__What the task requires__
All the entries, exactly as they read, must be written out again.

__Supplied material__
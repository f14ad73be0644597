pub mod bridge;
pub mod evi;

// Re-export commonly used types for convenience
pub use bridge::{
    AudioChunk, CallBridge, CallHandlers, ConnectionInfo, SessionRegistry, SpeakerRole,
    StatsSnapshot, TranscriptEvent,
};

pub use evi::{
    AudioEncoding, EVI_DEFAULT_SAMPLE_RATE, EVI_WEBSOCKET_URL, EviClientMessage, EviConfig,
    EviConnection, EviServerMessage, ProsodyScores, TransportEvent,
};
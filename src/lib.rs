pub mod config;
pub mod core;
pub mod errors;

// Re-export commonly used items for convenience
pub use config::BridgeConfig;
pub use core::bridge::{
    AudioChunk, CallBridge, CallHandlers, ConnectionInfo, SpeakerRole, StatsSnapshot,
    TranscriptEvent,
};
pub use errors::bridge_error::{BridgeError, BridgeResult};
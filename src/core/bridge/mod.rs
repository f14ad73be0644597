//! Call bridge: session lifecycle, registry, and dispatch.
//!
//! This is the collaborator-facing surface. A host hands
//! [`CallBridge::start_conversation`] a call identifier and three callbacks
//! (audio, transcript, error); the bridge opens the engine stream, registers
//! the session, and routes engine events to the callbacks until the call
//! ends — by an explicit [`CallBridge::end_conversation`] or a peer close,
//! whichever comes first.
//!
//! # Ordering
//!
//! Each session's events are dispatched by a single task consuming that
//! connection's event channel, so a session always observes its own events
//! in arrival order. Sessions are independent and run concurrently.

pub mod registry;
pub mod service;
pub mod session;
pub mod stats;
pub mod types;

pub use registry::SessionRegistry;
pub use service::CallBridge;
pub use session::{CallSession, ChatIds};
pub use stats::{BridgeStats, StatsSnapshot};
pub use types::{
    AudioCallback, AudioChunk, CallHandlers, ConnectionInfo, ErrorCallback, SpeakerRole,
    TranscriptCallback, TranscriptEvent,
};
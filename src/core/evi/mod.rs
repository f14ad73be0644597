//! Streaming client for Hume's Empathic Voice Interface (EVI).
//!
//! EVI carries one bidirectional WebSocket stream per call: encoded audio
//! goes up as `audio_input` frames, synthesized audio and transcript events
//! come back as tagged JSON frames. This module splits that into three
//! concerns:
//!
//! - [`config`]: per-connection settings and the handshake URL builder
//! - [`messages`]: typed inbound/outbound frame definitions (the codec)
//! - [`transport`]: the connection itself — connect, framed send, close
//!
//! The transport never interprets frame contents; parsing and dispatch
//! happen in [`crate::core::bridge`].

pub mod config;
pub mod messages;
pub mod transport;

pub use config::EviConfig;
pub use messages::{
    AudioEncoding, AudioInput, ChatMetadata, EVI_DEFAULT_CHANNELS, EVI_DEFAULT_SAMPLE_RATE,
    EVI_WEBSOCKET_URL, EviClientMessage, EviServerMessage, ProsodyScores, SessionSettings,
    TextInput, deserialize_server_message, serialize_client_message,
};
pub use transport::{EviConnection, TransportEvent};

__Answer box__
repository f14ad73be0644597
pub mod bridge;
pub mod evi;

// Re-export commonly used types for convenience
pub use bridge::{
    AudioChunk, CallBridge, CallHandlers, ConnectionInfo, SessionRegistry, SpeakerRole,
    StatsSnapshot, TranscriptEvent,
};

pub use evi::{
    AudioEncoding, EVI_DEFAULT_SAMPLE_RATE, EVI_WEBSOCKET_URL, EviClientMessage, EviConfig,
    EviConnection, EviServerMessage, ProsodyScores, TransportEvent,
};
filename src/lib.rs
pub mod config;
pub mod core;
pub mod errors;

// Re-export commonly used items for convenience
pub use config::BridgeConfig;
pub use core::bridge::{
    AudioChunk, CallBridge, CallHandlers, ConnectionInfo, SpeakerRole, StatsSnapshot,
    TranscriptEvent,
};
pub use errors::bridge_error::{BridgeError, BridgeResult};
filename src/core/bridge/mod.rs
repository f14ad73be0644597
//! Call bridge: session lifecycle, registry, and dispatch.
//!
//! This is the collaborator-facing surface. A host hands
//! [`CallBridge::start_conversation`] a call identifier and three callbacks
//! (audio, transcript, error); the bridge opens the engine stream, registers
//! the session, and routes engine events to the callbacks until the call
//! ends — by an explicit [`CallBridge::end_conversation`] or a peer close,
//! whichever comes first.
//!
//! # Ordering
//!
//! Each session's events are dispatched by a single task consuming that
//! connection's event channel, so a session always observes its own events
//! in arrival order. Sessions are independent and run concurrently.

pub mod registry;
pub mod service;
pub mod session;
pub mod stats;
pub mod types;

pub use registry::SessionRegistry;
pub use service::CallBridge;
pub use session::{CallSession, ChatIds};
pub use stats::{BridgeStats, StatsSnapshot};
pub use types::{
    AudioCallback, AudioChunk, CallHandlers, ConnectionInfo, ErrorCallback, SpeakerRole,
    TranscriptCallback, TranscriptEvent,
};
filename src/core/evi/mod.rs
repository f14ad73be0644597
//! Streaming client for Hume's Empathic Voice Interface (EVI).
//!
//! EVI carries one bidirectional WebSocket stream per call: encoded audio
//! goes up as `audio_input` frames, synthesized audio and transcript events
//! come back as tagged JSON frames. This module splits that into three
//! concerns:
//!
//! - [`config`]: per-connection settings and the handshake URL builder
//! - [`messages`]: typed inbound/outbound frame definitions (the codec)
//! - [`transport`]: the connection itself — connect, framed send, close
//!
//! The transport never interprets frame contents; parsing and dispatch
//! happen in [`crate::core::bridge`].

pub mod config;
pub mod messages;
pub mod transport;

pub use config::EviConfig;
pub use messages::{
    AudioEncoding, AudioInput, ChatMetadata, EVI_DEFAULT_CHANNELS, EVI_DEFAULT_SAMPLE_RATE,
    EVI_WEBSOCKET_URL, EviClientMessage, EviServerMessage, ProsodyScores, SessionSettings,
    TextInput, deserialize_server_message, serialize_client_message,
};
pub use transport::{EviConnection, TransportEvent};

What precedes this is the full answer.